History of the Moscow Metro

History of the Moscow Metro

The first plans for a Rapid Transit System in Moscow were formed back in the times of the Russian Empire, when the Tsarist administration, impressed by their journeys to other European capitals such as London, Berlin and Paris thought to create a fast rail service that would serve Moscow and Saint Petersburg.

At the time, the city of Moscow barely resembled what it is now, not only in infrastructure, but also in layout. The first known proposal came from the engineer Titov in 1875 when he suggested to build a rail tunnel from the Kursky Railroad Terminal to the area of Marina Roshcha. However as advanced tunneling methods were not widely known in the Empire, this was never realized.

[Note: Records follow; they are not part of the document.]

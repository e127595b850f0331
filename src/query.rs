//! Retrieval and answering.
//!
//! [`Retriever`] embeds a query, searches the index and applies the
//! similarity cutoff. [`QueryEngine`] adds the guardrail, the prompt and the
//! LLM call, and turns the retained chunks into [`Citation`]s.

use anyhow::Context;
use serde::{Deserialize, Serialize};
use std::sync::Arc;

use crate::config::Config;
use crate::embedding::{self, EmbeddingProvider};
use crate::error::{QueryError, StartupError};
use crate::index::{self, RetrievedChunk, SqliteIndex, VectorSearch};
use crate::llm::{ChatCompletionsClient, LlmClient};
use crate::prompt::{build_context, PromptTemplate};

/// Answer returned when no chunk survives the similarity cutoff.
pub const NOT_FOUND_MESSAGE: &str =
    "I couldn't find any relevant information in the documents to answer that question.";

/// Maximum characters of chunk text quoted in a citation.
pub const SNIPPET_CHARS: usize = 200;
const ELLIPSIS: &str = "...";

/// Page reported for chunks from formats without pages.
pub const NO_PAGE: &str = "N/A";

/// One retained chunk, as shown to the user.
#[derive(Debug, Clone, Serialize, Deserialize, PartialEq)]
pub struct Citation {
    pub file: String,
    pub page: String,
    pub text: String,
    pub score: f64,
}

impl Citation {
    pub fn from_chunk(chunk: &RetrievedChunk) -> Self {
        Self {
            file: chunk.file_name.clone(),
            page: chunk
                .page_label
                .clone()
                .unwrap_or_else(|| NO_PAGE.to_string()),
            text: snippet(&chunk.text),
            score: round2(chunk.score),
        }
    }
}

#[derive(Debug, Clone, Serialize, Deserialize, PartialEq)]
pub struct Answer {
    pub response: String,
    pub sources: Vec<Citation>,
}

impl Answer {
    pub fn not_found() -> Self {
        Self {
            response: NOT_FOUND_MESSAGE.to_string(),
            sources: Vec::new(),
        }
    }
}

/// First [`SNIPPET_CHARS`] characters, with `...` appended if anything was cut.
pub fn snippet(text: &str) -> String {
    match text.char_indices().nth(SNIPPET_CHARS) {
        Some((cut, _)) => format!("{}{}", &text[..cut], ELLIPSIS),
        None => text.to_string(),
    }
}

fn round2(score: f64) -> f64 {
    if score.is_finite() {
        (score * 100.0).round() / 100.0
    } else {
        0.0
    }
}

/// Nearest-neighbour retrieval with an optional similarity cutoff.
pub struct Retriever {
    index: Arc<dyn VectorSearch>,
    embedder: Arc<dyn EmbeddingProvider>,
    top_k: usize,
    similarity_cutoff: Option<f64>,
}

impl Retriever {
    pub fn new(index: Arc<dyn VectorSearch>, embedder: Arc<dyn EmbeddingProvider>) -> Self {
        Self {
            index,
            embedder,
            top_k: 2,
            similarity_cutoff: None,
        }
    }

    pub fn with_top_k(mut self, top_k: usize) -> Self {
        self.top_k = top_k.max(1);
        self
    }

    pub fn with_similarity_cutoff(mut self, cutoff: Option<f64>) -> Self {
        self.similarity_cutoff = cutoff;
        self
    }

    pub fn top_k(&self) -> usize {
        self.top_k
    }

    /// Open the persisted index and pair it with the configured embedder.
    ///
    /// Fails if the index is missing or was built with a different embedder.
    /// The embedder is built without retries.
    pub async fn from_config(config: &Config) -> Result<Self, StartupError> {
        require_index(config)?;
        let embedder = query_embedder(config)?;
        Self::open_with(config, embedder).await
    }

    /// Like [`Retriever::from_config`] with a caller-supplied embedder.
    ///
    /// The embedder is exercised once before returning, so a model that
    /// cannot load fails here rather than on the first query.
    pub async fn open_with(
        config: &Config,
        embedder: Arc<dyn EmbeddingProvider>,
    ) -> Result<Self, StartupError> {
        require_index(config)?;
        let sqlite = SqliteIndex::open(&config.storage.dir)
            .await
            .map_err(StartupError::Index)?;
        let meta = sqlite
            .meta()
            .await
            .context("index is incomplete; re-run `ragchat ingest`")
            .map_err(StartupError::Index)?;
        if let Some((indexed, configured)) = index::check_embedder(&meta, embedder.as_ref()) {
            return Err(StartupError::EmbeddingMismatch {
                indexed,
                configured,
            });
        }
        // Local models load lazily; force the load (or download) now.
        embedding::embed_query(embedder.as_ref(), "warmup")
            .await
            .map_err(StartupError::EmbedderUnavailable)?;
        tracing::info!(
            "loaded index {} (built {} with {})",
            sqlite.path().display(),
            meta.built_at,
            meta.embedder_signature()
        );

        Ok(Self::new(Arc::new(sqlite), embedder)
            .with_top_k(config.retrieval.top_k)
            .with_similarity_cutoff(config.retrieval.similarity_cutoff))
    }

    /// Top-k chunks for `query`, best first, with those below the cutoff removed.
    pub async fn retrieve(&self, query: &str) -> anyhow::Result<Vec<RetrievedChunk>> {
        let query_vec = embedding::embed_query(self.embedder.as_ref(), query).await?;
        let mut results = self.index.search(&query_vec, self.top_k).await?;
        if let Some(cutoff) = self.similarity_cutoff {
            results.retain(|r| r.score >= cutoff);
        }
        Ok(results)
    }
}

/// The configured embedder, without retries.
fn query_embedder(config: &Config) -> Result<Arc<dyn EmbeddingProvider>, StartupError> {
    let mut embedding_config = config.embedding.clone();
    embedding_config.max_retries = 0;
    embedding::create_provider(&embedding_config).map_err(StartupError::InvalidConfig)
}

fn require_index(config: &Config) -> Result<(), StartupError> {
    let path = config.storage.index_path();
    if !config.storage.dir.is_dir() || !path.is_file() {
        return Err(StartupError::IndexMissing { path });
    }
    Ok(())
}

/// Retrieval plus generation.
pub struct QueryEngine {
    retriever: Retriever,
    llm: Arc<dyn LlmClient>,
    template: PromptTemplate,
}

impl QueryEngine {
    pub fn new(retriever: Retriever, llm: Arc<dyn LlmClient>) -> Self {
        Self {
            retriever,
            llm,
            template: PromptTemplate::default(),
        }
    }

    pub fn with_template(mut self, template: PromptTemplate) -> Self {
        self.template = template;
        self
    }

    /// Build a ready engine: index present, LLM key present, index opened
    /// and matched against the embedder.
    pub async fn from_config(config: &Config) -> Result<Self, StartupError> {
        require_index(config)?;
        let embedder = query_embedder(config)?;
        let llm = ChatCompletionsClient::from_config(&config.llm)?;
        let template = config
            .prompt
            .build()
            .map_err(StartupError::InvalidConfig)?;
        let retriever = Retriever::open_with(config, embedder).await?;
        tracing::info!(
            "query engine ready: llm {}, top_k {}, cutoff {:?}",
            llm.model(),
            retriever.top_k(),
            retriever.similarity_cutoff
        );
        Ok(Self::new(retriever, Arc::new(llm)).with_template(template))
    }

    pub async fn answer(&self, query: &str) -> Result<Answer, QueryError> {
        let trimmed = query.trim();
        if trimmed.is_empty() {
            return Err(QueryError::EmptyQuery);
        }

        let chunks = self
            .retriever
            .retrieve(trimmed)
            .await
            .map_err(QueryError::Retrieval)?;
        if chunks.is_empty() {
            tracing::info!("no chunk passed the similarity cutoff; answering not-found");
            return Ok(Answer::not_found());
        }

        let prompt = self.template.render(&build_context(&chunks), query);
        let response = self.llm.complete(&prompt).await.map_err(QueryError::Llm)?;

        Ok(Answer {
            response,
            sources: chunks.iter().map(Citation::from_chunk).collect(),
        })
    }
}

#[cfg(test)]
mod tests {
    use super::*;
    use async_trait::async_trait;
    use std::sync::atomic::{AtomicUsize, Ordering};
    use std::sync::Mutex;

    struct FixedIndex(Vec<RetrievedChunk>);

    #[async_trait]
    impl VectorSearch for FixedIndex {
        async fn search(&self, _query: &[f32], top_k: usize) -> anyhow::Result<Vec<RetrievedChunk>> {
            Ok(self.0.iter().take(top_k).cloned().collect())
        }
    }

    struct ConstEmbedder;

    #[async_trait]
    impl EmbeddingProvider for ConstEmbedder {
        fn provider_name(&self) -> &str {
            "const"
        }
        fn model_name(&self) -> &str {
            "const"
        }
        fn dims(&self) -> usize {
            1
        }
        async fn embed(&self, texts: &[String]) -> anyhow::Result<Vec<Vec<f32>>> {
            Ok(texts.iter().map(|_| vec![1.0]).collect())
        }
    }

    struct BrokenEmbedder;

    #[async_trait]
    impl EmbeddingProvider for BrokenEmbedder {
        fn provider_name(&self) -> &str {
            "local"
        }
        fn model_name(&self) -> &str {
            "all-minilm-l6-v2"
        }
        fn dims(&self) -> usize {
            384
        }
        async fn embed(&self, _texts: &[String]) -> anyhow::Result<Vec<Vec<f32>>> {
            anyhow::bail!("model download failed")
        }
    }

    #[derive(Default)]
    struct RecordingLlm {
        calls: AtomicUsize,
        last_prompt: Mutex<String>,
        fail: bool,
    }

    #[async_trait]
    impl LlmClient for RecordingLlm {
        fn model(&self) -> &str {
            "recording"
        }
        async fn complete(&self, prompt: &str) -> anyhow::Result<String> {
            self.calls.fetch_add(1, Ordering::SeqCst);
            *self.last_prompt.lock().unwrap() = prompt.to_string();
            if self.fail {
                anyhow::bail!("rate limited");
            }
            Ok("answer from llm".to_string())
        }
    }

    fn hit(text: &str, page: Option<&str>, score: f64) -> RetrievedChunk {
        RetrievedChunk {
            chunk_id: text.to_string(),
            file_name: "policy.pdf".to_string(),
            page_label: page.map(str::to_string),
            text: text.to_string(),
            score,
        }
    }

    fn engine(hits: Vec<RetrievedChunk>, cutoff: Option<f64>, llm: Arc<RecordingLlm>) -> QueryEngine {
        let retriever = Retriever::new(Arc::new(FixedIndex(hits)), Arc::new(ConstEmbedder))
            .with_top_k(2)
            .with_similarity_cutoff(cutoff);
        QueryEngine::new(retriever, llm)
    }

    #[test]
    fn snippet_truncates_on_characters() {
        assert_eq!(snippet("short"), "short");
        let exact = "a".repeat(SNIPPET_CHARS);
        assert_eq!(snippet(&exact), exact);

        let long = "é".repeat(SNIPPET_CHARS + 1);
        let s = snippet(&long);
        assert_eq!(s.chars().count(), SNIPPET_CHARS + ELLIPSIS.len());
        assert!(s.ends_with("..."));
    }

    #[test]
    fn citation_fields_follow_chunk() {
        let c = Citation::from_chunk(&hit("text", None, 0.876));
        assert_eq!(c.page, "N/A");
        assert_eq!(c.score, 0.88);
        assert_eq!(c.file, "policy.pdf");
        assert_eq!(round2(f64::NAN), 0.0);
    }

    #[tokio::test]
    async fn below_cutoff_returns_not_found_without_llm_call() {
        let llm = Arc::new(RecordingLlm::default());
        let e = engine(vec![hit("a", Some("1"), 0.41)], Some(0.5), llm.clone());
        let answer = e.answer("anything?").await.unwrap();
        assert_eq!(answer, Answer::not_found());
        assert_eq!(llm.calls.load(Ordering::SeqCst), 0);
    }

    #[tokio::test]
    async fn retained_chunks_fill_prompt_and_citations() {
        let llm = Arc::new(RecordingLlm::default());
        let hits = vec![
            hit("refunds take 30 days", Some("4"), 0.9),
            hit("shipping is free", Some("2"), 0.45),
            hit("never reached", Some("9"), 0.44),
        ];
        let e = engine(hits, Some(0.5), llm.clone());
        let answer = e.answer("refund policy?  ").await.unwrap();

        assert_eq!(answer.response, "answer from llm");
        assert_eq!(answer.sources.len(), 1);
        assert_eq!(answer.sources[0].page, "4");
        let prompt = llm.last_prompt.lock().unwrap().clone();
        assert!(prompt.contains("refunds take 30 days"));
        assert!(prompt.contains("Question: refund policy?  \n"));
        assert!(!prompt.contains("shipping is free"));
    }

    #[tokio::test]
    async fn without_cutoff_citations_match_top_k() {
        let llm = Arc::new(RecordingLlm::default());
        let hits = vec![
            hit("one", Some("1"), 0.1),
            hit("two", Some("2"), 0.05),
            hit("three", Some("3"), 0.01),
        ];
        let answer = engine(hits, None, llm).answer("q").await.unwrap();
        assert_eq!(answer.sources.len(), 2);
    }

    #[tokio::test]
    async fn empty_query_is_rejected() {
        let llm = Arc::new(RecordingLlm::default());
        let err = engine(vec![], None, llm).answer("   ").await.unwrap_err();
        assert!(matches!(err, QueryError::EmptyQuery));
    }

    #[tokio::test]
    async fn llm_failure_is_a_query_error() {
        let llm = Arc::new(RecordingLlm {
            fail: true,
            ..RecordingLlm::default()
        });
        let err = engine(vec![hit("a", Some("1"), 0.9)], None, llm)
            .answer("q")
            .await
            .unwrap_err();
        assert_eq!(err.code(), "llm_error");
        assert!(err.to_string().contains("rate limited"));
    }

    async fn storage_with_index(meta_for: Option<&dyn EmbeddingProvider>) -> (tempfile::TempDir, Config) {
        let tmp = tempfile::tempdir().unwrap();
        let mut config = Config::default();
        config.storage.dir = tmp.path().join("storage");
        let index = SqliteIndex::create(&config.storage.dir).await.unwrap();
        if let Some(embedder) = meta_for {
            index
                .write_meta(&index::IndexMeta::new(embedder, &config.chunking))
                .await
                .unwrap();
        }
        index.close().await;
        (tmp, config)
    }

    #[tokio::test]
    async fn unusable_embedder_fails_at_startup() {
        let (_tmp, config) = storage_with_index(Some(&BrokenEmbedder as &dyn EmbeddingProvider)).await;
        let err = Retriever::open_with(&config, Arc::new(BrokenEmbedder))
            .await
            .err()
            .unwrap();
        assert!(matches!(err, StartupError::EmbedderUnavailable(_)));
        assert!(err.to_string().contains("model download failed"));
        assert_eq!(err.kind(), crate::error::ErrorKind::Configuration);
    }

    #[tokio::test]
    async fn index_without_meta_asks_for_reingest() {
        let (_tmp, config) = storage_with_index(None).await;
        let err = Retriever::open_with(&config, Arc::new(ConstEmbedder))
            .await
            .err()
            .unwrap();
        assert!(matches!(err, StartupError::Index(_)));
        assert!(err.to_string().contains("index is incomplete; re-run `ragchat ingest`"));
    }

    #[tokio::test]
    async fn missing_index_is_a_startup_error() {
        let tmp = tempfile::tempdir().unwrap();
        let mut config = Config::default();
        config.storage.dir = tmp.path().join("storage");
        let err = Retriever::from_config(&config).await.err().unwrap();
        assert!(matches!(err, StartupError::IndexMissing { .. }));
    }
}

It was only at the turn of the 20th century when Moscow's population reached its million mark, that many city planners and engineers started seriously considering the idea of a rapid-transit system. It was on 15 May, 1902 (coincidently Moscow Metro would actually open exactly 33 years later) that engineer Pyotr Balinsky and famous bridge designer on the Transsiberian Railroad Evgeny Knorre suggested to Moscow's general-governor the first detailed project for an elevated rapid-transit system.

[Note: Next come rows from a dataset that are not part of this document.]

//! QA prompt template.
//!
//! A template is plain text with two slots, `{context}` and `{query}`. Slots
//! are filled in a single pass, so braces inside the retrieved text or the
//! user's question are never re-expanded.

use anyhow::{bail, Result};

use crate::index::RetrievedChunk;

/// Sentence the model is told to answer with when the context does not help.
pub const REFUSAL_SENTENCE: &str = "I cannot find the answer in the provided documents.";

const CONTEXT_SLOT: &str = "{context}";
const QUERY_SLOT: &str = "{query}";

/// Default QA template.
pub const DEFAULT_TEMPLATE: &str = "You are a helpful assistant answering questions about a set of documents.
Use ONLY the context below to answer. Do not use prior knowledge.
If the context does not contain the answer, reply exactly: \"I cannot find the answer in the provided documents.\"

Context:
---------------------
{context}
---------------------

Question: {query}
Answer: ";

#[derive(Debug, Clone, PartialEq)]
pub struct PromptTemplate {
    text: String,
}

impl PromptTemplate {
    /// Build a template, rejecting text that lacks either slot.
    pub fn new(text: &str) -> Result<Self> {
        for slot in [CONTEXT_SLOT, QUERY_SLOT] {
            if !text.contains(slot) {
                bail!("prompt template must contain the {} placeholder", slot);
            }
        }
        Ok(Self {
            text: text.to_string(),
        })
    }

    pub fn as_str(&self) -> &str {
        &self.text
    }

    pub fn render(&self, context: &str, query: &str) -> String {
        let mut out = String::with_capacity(self.text.len() + context.len() + query.len());
        let mut rest = self.text.as_str();
        while let Some(pos) = rest.find('{') {
            out.push_str(&rest[..pos]);
            let tail = &rest[pos..];
            if let Some(after) = tail.strip_prefix(CONTEXT_SLOT) {
                out.push_str(context);
                rest = after;
            } else if let Some(after) = tail.strip_prefix(QUERY_SLOT) {
                out.push_str(query);
                rest = after;
            } else {
                out.push('{');
                rest = &tail[1..];
            }
        }
        out.push_str(rest);
        out
    }
}

impl Default for PromptTemplate {
    fn default() -> Self {
        Self {
            text: DEFAULT_TEMPLATE.to_string(),
        }
    }
}

/// Join retrieved chunk texts into the context block, separated by blank lines.
pub fn build_context(chunks: &[RetrievedChunk]) -> String {
    chunks
        .iter()
        .map(|c| c.text.trim())
        .collect::<Vec<_>>()
        .join("\n\n")
}

#[cfg(test)]
mod tests {
    use super::*;

    fn chunk(text: &str) -> RetrievedChunk {
        RetrievedChunk {
            chunk_id: "c".to_string(),
            file_name: "f.pdf".to_string(),
            page_label: Some("1".to_string()),
            text: text.to_string(),
            score: 0.5,
        }
    }

    #[test]
    fn default_template_mentions_refusal_sentence() {
        let t = PromptTemplate::default();
        assert!(t.as_str().contains(REFUSAL_SENTENCE));
        assert!(PromptTemplate::new(DEFAULT_TEMPLATE).is_ok());
    }

    #[test]
    fn rejects_missing_slots() {
        assert!(PromptTemplate::new("Q: {query}").is_err());
        assert!(PromptTemplate::new("C: {context}").is_err());
    }

    #[test]
    fn render_fills_both_slots() {
        let t = PromptTemplate::new("C={context};Q={query}").unwrap();
        assert_eq!(t.render("ctx", "why?"), "C=ctx;Q=why?");
    }

    #[test]
    fn render_does_not_expand_slots_inside_values() {
        let t = PromptTemplate::new("{context}|{query}").unwrap();
        let out = t.render("about {query} syntax", "what is {context}?");
        assert_eq!(out, "about {query} syntax|what is {context}?");
    }

    #[test]
    fn render_keeps_other_braces() {
        let t = PromptTemplate::new("{json} {context} {query} {").unwrap();
        assert_eq!(t.render("a", "b"), "{json} a b {");
    }

    #[test]
    fn context_joins_with_blank_lines() {
        let ctx = build_context(&[chunk(" first \n"), chunk("second")]);
        assert_eq!(ctx, "first\n\nsecond");
        assert_eq!(build_context(&[]), "");
    }
}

The design was to connect the Zamoskvorechye with the Tverskaya zastava through the Red Square (exactly the path of the future Zamoskvoretskaya Line which would open in 1938-1943) In total 83 kilometers would be used for the project, which would then span along the railways out of the city. The design gained wide discussions in all levels of Moscow's society, but after serious discussions the Moscow Duma declined it on 7 August of that year. It is though that only by action of the "Tram lobby" that the Duma refused Balinsky and Knorre, at the same time, the Tram was actively being built and was bringing sizable revenue into the city.

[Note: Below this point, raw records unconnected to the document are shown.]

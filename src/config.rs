//! TOML configuration.
//!
//! Every section is optional; missing sections and fields fall back to the
//! defaults below, which reproduce the stock setup: PDFs in `./data`, the
//! index in `./storage`, local `all-minilm-l6-v2` embeddings, and Groq's
//! `llama-3.3-70b-versatile` for answers.
//!
//! ```toml
//! [ingest]
//! data_dir = "data"
//!
//! [storage]
//! dir = "storage"
//!
//! [embedding]
//! provider = "local"
//!
//! [llm]
//! provider = "groq"
//! model = "llama-3.3-70b-versatile"
//!
//! [retrieval]
//! top_k = 2
//! similarity_cutoff = 0.3
//!
//! [server]
//! bind = "127.0.0.1:8000"
//! ```

use anyhow::{bail, Context, Result};
use globset::Glob;
use serde::Deserialize;
use std::path::{Path, PathBuf};

use crate::prompt::PromptTemplate;

/// Config file picked up when `--config` is not given.
pub const DEFAULT_CONFIG_PATH: &str = "ragchat.toml";

/// File name of the SQLite index inside the storage directory.
pub const INDEX_FILE: &str = "index.sqlite";

#[derive(Debug, Deserialize, Clone, Default)]
pub struct Config {
    #[serde(default)]
    pub ingest: IngestConfig,
    #[serde(default)]
    pub storage: StorageConfig,
    #[serde(default)]
    pub chunking: ChunkingConfig,
    #[serde(default)]
    pub embedding: EmbeddingConfig,
    #[serde(default)]
    pub llm: LlmConfig,
    #[serde(default)]
    pub retrieval: RetrievalConfig,
    #[serde(default)]
    pub prompt: PromptConfig,
    #[serde(default)]
    pub server: ServerConfig,
}

#[derive(Debug, Deserialize, Clone)]
pub struct IngestConfig {
    #[serde(default = "default_data_dir")]
    pub data_dir: PathBuf,
    #[serde(default = "default_include_globs")]
    pub include_globs: Vec<String>,
    #[serde(default)]
    pub exclude_globs: Vec<String>,
    #[serde(default)]
    pub follow_symlinks: bool,
}

impl Default for IngestConfig {
    fn default() -> Self {
        Self {
            data_dir: default_data_dir(),
            include_globs: default_include_globs(),
            exclude_globs: Vec::new(),
            follow_symlinks: false,
        }
    }
}

fn default_data_dir() -> PathBuf {
    PathBuf::from("data")
}

fn default_include_globs() -> Vec<String> {
    ["**/*.pdf", "**/*.txt", "**/*.md", "**/*.docx", "**/*.pptx"]
        .iter()
        .map(|g| g.to_string())
        .collect()
}

#[derive(Debug, Deserialize, Clone)]
pub struct StorageConfig {
    #[serde(default = "default_storage_dir")]
    pub dir: PathBuf,
}

impl Default for StorageConfig {
    fn default() -> Self {
        Self {
            dir: default_storage_dir(),
        }
    }
}

fn default_storage_dir() -> PathBuf {
    PathBuf::from("storage")
}

impl StorageConfig {
    /// Full path of the index database.
    pub fn index_path(&self) -> PathBuf {
        self.dir.join(INDEX_FILE)
    }
}

#[derive(Debug, Deserialize, Clone)]
pub struct ChunkingConfig {
    #[serde(default = "default_max_tokens")]
    pub max_tokens: usize,
    #[serde(default = "default_overlap")]
    pub overlap_tokens: usize,
}

impl Default for ChunkingConfig {
    fn default() -> Self {
        Self {
            max_tokens: default_max_tokens(),
            overlap_tokens: default_overlap(),
        }
    }
}

fn default_max_tokens() -> usize {
    1024
}
fn default_overlap() -> usize {
    200
}

#[derive(Debug, Deserialize, Clone)]
pub struct EmbeddingConfig {
    #[serde(default = "default_embedding_provider")]
    pub provider: String,
    #[serde(default)]
    pub model: Option<String>,
    #[serde(default)]
    pub dims: Option<usize>,
    /// Base URL for the Ollama provider.
    #[serde(default)]
    pub url: Option<String>,
    #[serde(default = "default_batch_size")]
    pub batch_size: usize,
    #[serde(default = "default_max_retries")]
    pub max_retries: u32,
    #[serde(default = "default_embedding_timeout")]
    pub timeout_secs: u64,
}

impl Default for EmbeddingConfig {
    fn default() -> Self {
        Self {
            provider: default_embedding_provider(),
            model: None,
            dims: None,
            url: None,
            batch_size: default_batch_size(),
            max_retries: default_max_retries(),
            timeout_secs: default_embedding_timeout(),
        }
    }
}

fn default_embedding_provider() -> String {
    "local".to_string()
}
fn default_batch_size() -> usize {
    64
}
fn default_max_retries() -> u32 {
    5
}
fn default_embedding_timeout() -> u64 {
    30
}

#[derive(Debug, Deserialize, Clone)]
pub struct LlmConfig {
    #[serde(default = "default_llm_provider")]
    pub provider: String,
    #[serde(default = "default_llm_model")]
    pub model: String,
    /// Overrides the provider's default OpenAI-compatible base URL.
    #[serde(default)]
    pub base_url: Option<String>,
    /// Name of the environment variable holding the API key.
    #[serde(default)]
    pub api_key_env: Option<String>,
    #[serde(default = "default_temperature")]
    pub temperature: f32,
    #[serde(default)]
    pub max_tokens: Option<u32>,
    #[serde(default = "default_llm_timeout")]
    pub timeout_secs: u64,
}

impl Default for LlmConfig {
    fn default() -> Self {
        Self {
            provider: default_llm_provider(),
            model: default_llm_model(),
            base_url: None,
            api_key_env: None,
            temperature: default_temperature(),
            max_tokens: None,
            timeout_secs: default_llm_timeout(),
        }
    }
}

fn default_llm_provider() -> String {
    "groq".to_string()
}
fn default_llm_model() -> String {
    "llama-3.3-70b-versatile".to_string()
}
fn default_temperature() -> f32 {
    0.1
}
fn default_llm_timeout() -> u64 {
    60
}

impl LlmConfig {
    /// Base URL of the chat-completions API for the configured provider.
    pub fn base_url(&self) -> &str {
        if let Some(url) = &self.base_url {
            return url.trim_end_matches('/');
        }
        match self.provider.as_str() {
            "openai" => "https://api.openai.com/v1",
            "ollama" => "http://localhost:11434/v1",
            _ => "https://api.groq.com/openai/v1",
        }
    }

    /// Environment variable that must hold the API key, if the provider needs one.
    pub fn api_key_var(&self) -> Option<&str> {
        if let Some(var) = &self.api_key_env {
            return Some(var.as_str());
        }
        match self.provider.as_str() {
            "groq" => Some("GROQ_API_KEY"),
            "openai" => Some("OPENAI_API_KEY"),
            _ => None,
        }
    }
}

#[derive(Debug, Deserialize, Clone)]
pub struct RetrievalConfig {
    #[serde(default = "default_top_k")]
    pub top_k: usize,
    /// Chunks scoring below this cosine similarity never reach the LLM.
    #[serde(default)]
    pub similarity_cutoff: Option<f64>,
}

impl Default for RetrievalConfig {
    fn default() -> Self {
        Self {
            top_k: default_top_k(),
            similarity_cutoff: None,
        }
    }
}

fn default_top_k() -> usize {
    2
}

#[derive(Debug, Deserialize, Clone, Default)]
pub struct PromptConfig {
    /// Custom QA template; must contain `{context}` and `{query}`.
    #[serde(default)]
    pub template: Option<String>,
}

impl PromptConfig {
    pub fn build(&self) -> Result<PromptTemplate> {
        match &self.template {
            Some(t) => PromptTemplate::new(t),
            None => Ok(PromptTemplate::default()),
        }
    }
}

#[derive(Debug, Deserialize, Clone)]
pub struct ServerConfig {
    #[serde(default = "default_bind")]
    pub bind: String,
}

impl Default for ServerConfig {
    fn default() -> Self {
        Self {
            bind: default_bind(),
        }
    }
}

fn default_bind() -> String {
    "127.0.0.1:8000".to_string()
}

pub fn load_config(path: &Path) -> Result<Config> {
    let content = std::fs::read_to_string(path)
        .with_context(|| format!("Failed to read config file: {}", path.display()))?;

    let config: Config = toml::from_str(&content).with_context(|| "Failed to parse config file")?;
    config.validate()?;
    Ok(config)
}

/// Load `path` when given; otherwise `./ragchat.toml` if it exists, else defaults.
pub fn resolve_config(path: Option<&Path>) -> Result<Config> {
    match path {
        Some(p) => load_config(p),
        None => {
            let default_path = Path::new(DEFAULT_CONFIG_PATH);
            if default_path.exists() {
                load_config(default_path)
            } else {
                tracing::debug!("no {} found, using built-in defaults", DEFAULT_CONFIG_PATH);
                Ok(Config::default())
            }
        }
    }
}

impl Config {
    pub fn validate(&self) -> Result<()> {
        // Chunking
        if self.chunking.max_tokens == 0 {
            bail!("chunking.max_tokens must be > 0");
        }
        if self.chunking.overlap_tokens >= self.chunking.max_tokens {
            bail!("chunking.overlap_tokens must be smaller than chunking.max_tokens");
        }

        // Ingest globs
        for pattern in self
            .ingest
            .include_globs
            .iter()
            .chain(self.ingest.exclude_globs.iter())
        {
            Glob::new(pattern).with_context(|| format!("invalid glob pattern: '{}'", pattern))?;
        }

        // Embedding
        match self.embedding.provider.as_str() {
            "local" => {}
            "openai" | "ollama" => {
                if self.embedding.model.is_none() {
                    bail!(
                        "embedding.model must be specified when provider is '{}'",
                        self.embedding.provider
                    );
                }
                if self.embedding.dims.is_none() || self.embedding.dims == Some(0) {
                    bail!(
                        "embedding.dims must be > 0 when provider is '{}'",
                        self.embedding.provider
                    );
                }
            }
            other => bail!(
                "Unknown embedding provider: '{}'. Must be local, openai, or ollama.",
                other
            ),
        }
        if self.embedding.batch_size == 0 {
            bail!("embedding.batch_size must be > 0");
        }

        // LLM
        match self.llm.provider.as_str() {
            "groq" | "openai" | "ollama" => {}
            other => bail!(
                "Unknown llm provider: '{}'. Must be groq, openai, or ollama.",
                other
            ),
        }
        if self.llm.model.trim().is_empty() {
            bail!("llm.model must not be empty");
        }

        // Retrieval
        if self.retrieval.top_k < 1 {
            bail!("retrieval.top_k must be >= 1");
        }
        if let Some(cutoff) = self.retrieval.similarity_cutoff {
            if !(-1.0..=1.0).contains(&cutoff) {
                bail!("retrieval.similarity_cutoff must be in [-1.0, 1.0]");
            }
        }

        self.prompt.build().context("invalid prompt.template")?;

        Ok(())
    }
}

However within a few years, as Moscow's rapidly growing population was approaching its two million mark, the need for a rapid-transit system had only became more obvious, and within five years, once again wide planning discussions were begun, only this time they were initiated by the City authorities. However the First World War, the October Revolution and the Russian Civil War shelved all of the discussions into a distant future.